**PROBLEM DETAILS**
With the line that contains "pub mod connector;" as the final line, return every line from the start of the data below exactly.

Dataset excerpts

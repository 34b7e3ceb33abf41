//! The reactor side of the engine.
//!
//! - **`connector`**: the event loop — one per listening socket
//! - **`io_handler`**: socket readiness → parser/dispatcher/writer calls
//! - **`timeout`**: deadline-ordered one-shot timers and the keep-alive index
//! - **`callback`**: cross-thread re-entry onto the reactor thread
//! - **`pool`**: bounded worker threads for request processing

pub mod callback;
pub mod connector;
pub mod io_handler;
pub mod pool;
pub mod timeout;

use std::net::SocketAddr;
use std::sync::Arc;
use std::thread::JoinHandle;

use crate::config::ServerConfig;
use crate::http::HttpProtocol;
use crate::http::handler::Handler;
use crate::http::router::{HandlerFactory, RouteMap};
use crate::server::connector::{ConnectorControl, ServerConnector};

/// A set of bound connectors ready to run.
pub struct Server {
    connectors: Vec<ServerConnector>,
}

/// Running server: one reactor thread per connector.
pub struct ServerHandle {
    controls: Vec<ConnectorControl>,
    threads: Vec<JoinHandle<()>>,
}

impl Server {
    pub fn builder() -> ServerBuilder {
        ServerBuilder::new()
    }

    /// The addresses actually bound — useful with port 0.
    pub fn local_addrs(&self) -> Vec<SocketAddr> {
        self.connectors.iter().map(|c| c.local_addr()).collect()
    }

    /// Spawns one reactor thread per connector and returns without blocking.
    pub fn start(self) -> std::io::Result<ServerHandle> {
        let mut controls = Vec::with_capacity(self.connectors.len());
        let mut threads = Vec::with_capacity(self.connectors.len());
        for mut connector in self.connectors {
            controls.push(connector.control());
            let thread = std::thread::Builder::new()
                .name("rampart-reactor".to_string())
                .spawn(move || {
                    if let Err(e) = connector.run() {
                        tracing::error!(error = %e, "connector terminated");
                    }
                })?;
            threads.push(thread);
        }
        Ok(ServerHandle { controls, threads })
    }

    /// Runs the server and blocks the calling thread until every reactor
    /// stops.
    pub fn start_and_wait(self) -> std::io::Result<()> {
        self.start()?.join();
        Ok(())
    }
}

impl ServerHandle {
    /// Asks every connector to stop after its current iteration.
    pub fn stop(&self) {
        for control in &self.controls {
            control.stop();
        }
    }

    /// Waits for every reactor thread to exit.
    pub fn join(self) {
        for thread in self.threads {
            let _ = thread.join();
        }
    }
}

/// Assembles a [`Server`]: bind addresses, routes, configuration.
pub struct ServerBuilder {
    config: ServerConfig,
    addrs: Vec<SocketAddr>,
    routes: RouteMap,
    factory: Option<Arc<dyn HandlerFactory>>,
}

impl ServerBuilder {
    pub fn new() -> Self {
        Self::with_config(ServerConfig::default())
    }

    pub fn with_config(config: ServerConfig) -> Self {
        Self {
            config,
            addrs: Vec::new(),
            routes: RouteMap::new(),
            factory: None,
        }
    }

    /// Binds every interface on the given port.
    pub fn bind(mut self, port: u16) -> Self {
        self.addrs.push(SocketAddr::from(([0, 0, 0, 0], port)));
        self
    }

    pub fn bind_addr(mut self, addr: SocketAddr) -> Self {
        self.addrs.push(addr);
        self
    }

    /// Registers a handler for an absolute path.
    pub fn route(mut self, path: impl Into<String>, handler: impl Handler + 'static) -> Self {
        self.routes.add_route(path, handler);
        self
    }

    /// Replaces the built-in route table with a custom factory.
    pub fn handler_factory(mut self, factory: Arc<dyn HandlerFactory>) -> Self {
        self.factory = Some(factory);
        self
    }

    /// Binds all requested addresses (the configured listen address when
    /// none was given) and assembles the connectors.
    pub fn build(self) -> anyhow::Result<Server> {
        let factory: Arc<dyn HandlerFactory> = match self.factory {
            Some(factory) => factory,
            None => Arc::new(self.routes),
        };
        let protocol = Arc::new(HttpProtocol::new(factory));

        let addrs = if self.addrs.is_empty() {
            vec![self.config.listen_addr.parse()?]
        } else {
            self.addrs
        };

        let mut connectors = Vec::with_capacity(addrs.len());
        for addr in addrs {
            connectors.push(ServerConnector::bind(addr, Arc::clone(&protocol), &self.config)?);
        }
        Ok(Server { connectors })
    }
}

impl Default for ServerBuilder {
    fn default() -> Self {
        Self::new()
    }
}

**RESPONSE TO THE EXERCISE**
repository 34b7e3ceb33abf41
//! The reactor side of the engine.
//!
//! - **`connector`**: the event loop — one per listening socket
//! - **`io_handler`**: socket readiness → parser/dispatcher/writer calls
//! - **`timeout`**: deadline-ordered one-shot timers and the keep-alive index
//! - **`callback`**: cross-thread re-entry onto the reactor thread
//! - **`pool`**: bounded worker threads for request processing

pub mod callback;
pub mod connector;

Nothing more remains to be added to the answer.